Он улыбнулся мне в последний раз, ушел к себе. И тут же раздался выстрел… второй… и третий. Через несколько секунд я сообразил, что это не пистолет, а замки, это их убойная сила, делающая дом неприступным.
По дороге домой я искренне пожалел, что он не умер от любви. И подумал, что он и в самом деле мог бы умереть, при одном непременном условии: если бы это было сегодня модно. Но, как сказал поэт, «уже написан Вертер…».
2
Понятие моды, несомненно, шире фасона туфель или стиля мебели: модными могут быть увлечения мистикой или животным магнетизмом, поклонение женщине и самоубийства от несчастной любви. Моды меняются, трагикомически или даже пародийно отражая рождение и уход подлинных ценностей. Моды меняются, неизменной остается суть модников, мотивы их действий.
В написанном две тысячи лет назад «Сатириконе» римский писатель Петроний изобразил разбогатевшего вольноотпущенника Тримальхиона, который книг не читал, но тем не менее имел у себя в доме две библиотеки. Этот вольноотпущенник закатывал роскошные пиры, на которых, само собой разумеется, объедались и опивались до безобразия. Но хозяин не позволял гостям забывать о философии. В тот век модным было увлекаться идеями стоиков, рассуждать о морали Сенеки. И вот в разгар пира Тримальхион требует, чтобы в зал внесли… человеческий скелет. Не надо забывать, что жизнь, как учит Сенека штука бренная. Мясо в доме Тримальхиона разрезали под музыку. Это было модно…

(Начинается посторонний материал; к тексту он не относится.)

//! Broker wire protocol.
//!
//! Every message travels as one length-prefixed frame:
//!
//! ```text
//! +------------------+---------------------------+
//! | Length (4 bytes) | Payload (N bytes)         |
//! | big-endian u32   | bincode-serialized value  |
//! +------------------+---------------------------+
//! ```
//!
//! The producer path needs only a handful of operations: locate the leader
//! of a (topic, partition), locate the cluster controller, append a
//! compressed batch, create topics, and read a topic's partition list. Any
//! broker that speaks these frames works, including the in-process mock
//! used by the integration tests.
//!
//! Enum variant order is significant for bincode; reordering breaks wire
//! compatibility with deployed peers.

use serde::de::DeserializeOwned;
use serde::{Deserialize, Serialize};
use tokio::io::{AsyncRead, AsyncReadExt, AsyncWrite, AsyncWriteExt};
use weir_core::{Codec, Message};

use crate::{Error, Result};

/// Maximum frame size (64 MiB) - rejects hostile or corrupt length
/// prefixes before they turn into an allocation.
pub const MAX_FRAME_SIZE: usize = 64 * 1024 * 1024;

/// Client-to-broker requests.
#[derive(Debug, Clone, Serialize, Deserialize)]
pub enum Request {
    /// Which broker currently leads this (topic, partition)?
    FindLeader { topic: String, partition: u32 },

    /// Which broker is the cluster controller?
    FindController,

    /// Append a compressed message batch to a partition. The broker
    /// assigns offsets atomically for the whole batch.
    Produce {
        topic: String,
        partition: u32,
        codec: Codec,
        #[serde(with = "serde_bytes")]
        batch: Vec<u8>,
    },

    /// Create topics on the controller.
    CreateTopics { topics: Vec<TopicSpec> },

    /// Read the partition ids of a topic.
    ReadPartitions { topic: String },
}

/// Broker-to-client responses.
#[derive(Debug, Clone, Serialize, Deserialize)]
pub enum Response {
    /// Leader address as `host:port`.
    Leader { addr: String },

    /// Controller address as `host:port`.
    Controller { addr: String },

    /// Batch accepted; `first_offset` is the offset of the first message.
    Produced { first_offset: u64, high_water_mark: u64 },

    TopicsCreated,

    Partitions { partitions: Vec<u32> },

    Error { message: String },
}

/// Topic creation parameters as they travel to the controller.
#[derive(Debug, Clone, Serialize, Deserialize)]
pub struct TopicSpec {
    pub name: String,
    pub partitions: u32,
    pub replication_factor: u16,
    /// Free-form config entries (`retention.ms`, ...).
    pub configs: Vec<(String, String)>,
}

/// Write one length-prefixed frame.
pub async fn write_frame<W, T>(writer: &mut W, msg: &T) -> Result<()>
where
    W: AsyncWrite + Unpin,
    T: Serialize,
{
    let payload = bincode::serialize(msg)?;
    if payload.len() > MAX_FRAME_SIZE {
        return Err(Error::FrameTooLarge(payload.len(), MAX_FRAME_SIZE));
    }

    writer.write_all(&(payload.len() as u32).to_be_bytes()).await?;
    writer.write_all(&payload).await?;
    writer.flush().await?;
    Ok(())
}

/// Read one length-prefixed frame.
pub async fn read_frame<R, T>(reader: &mut R) -> Result<T>
where
    R: AsyncRead + Unpin,
    T: DeserializeOwned,
{
    let mut len_buf = [0u8; 4];
    reader.read_exact(&mut len_buf).await?;
    let len = u32::from_be_bytes(len_buf) as usize;
    if len > MAX_FRAME_SIZE {
        return Err(Error::FrameTooLarge(len, MAX_FRAME_SIZE));
    }

    let mut payload = vec![0u8; len];
    reader.read_exact(&mut payload).await?;
    Ok(bincode::deserialize(&payload)?)
}

/// Encode a message batch for a [`Request::Produce`]: bincode, then the
/// codec.
pub fn encode_batch(codec: Codec, messages: &[Message]) -> Result<Vec<u8>> {
    let raw = bincode::serialize(messages)?;
    Ok(codec.compress(&raw)?)
}

/// Decode a batch encoded by [`encode_batch`]. Servers (and the test mock
/// broker) use this on the receiving side.
pub fn decode_batch(codec: Codec, batch: &[u8]) -> Result<Vec<Message>> {
    let raw = codec.decompress(batch)?;
    Ok(bincode::deserialize(&raw)?)
}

Тримальхион не умер — он появлялся в разные века под разными именами, усердно склоняясь к тому, что сообщало подобие социального или нравственного престижа, иллюзию значительности: к литературе, философии, религии, науке, точнее, к разговорам о них. И при этом играл в независимость играл тем бесцеремоннее, чем глубже сидел в нем вчерашний раб.
Да, в то время, когда Тримальхион развязно культивировал его идеи, Сенека уже не пользовался расположением цезаря, но в поведении новоявленного «стоика» не было, разумеется, и тени социального бесстрашия. Вольноотпущенник хорошо понимал: к нему, как к Сенеке, император не пошлет центуриона с повелением убить себя. За что? За человеческий скелет? Разве что кто-нибудь высмеет (как и высмеял Петроний в «Сатириконе»). А большего он и не заслуживает, точнее, не хочет заслужить. Сама развязность, сама нарочитая пародийность его обращения к модным и в то же время неофициальным идеям заключала в себе нечто двойственное: позволяла играть в вольномыслие, не рискуя ничем существенным. Он тешил самолюбие шутовским вызовом. А высмеют — не страшно, даже хорошо, высмеяли — заметили, отвели определенную роль. Для актера же (все модники — актеры!) нет большей беды, чем остаться без роли…
Тримальхион желал одного: не отстать от моды, но и не потерять в упоении ею роскошные поместья. Отсюда — утрированно-пародийное вольномыслие, доходящее до фиглярства.
Задумаемся на минуту: почему в сегодняшних «интеллигентных» домах иконы висят в передних и кухнях и редко-редко — в комнатах? Почему новая мода с самого начала ушла под защиту легкой пародийности? Новоявленные «богоискатели» начали украшать жилища иконами, распятиями, лампадами, стараясь, чтобы «религиозный интерьер» не перешагнул ту черту, за которой символам веры и надлежит висеть, если хозяева верят в бога открыто и честно.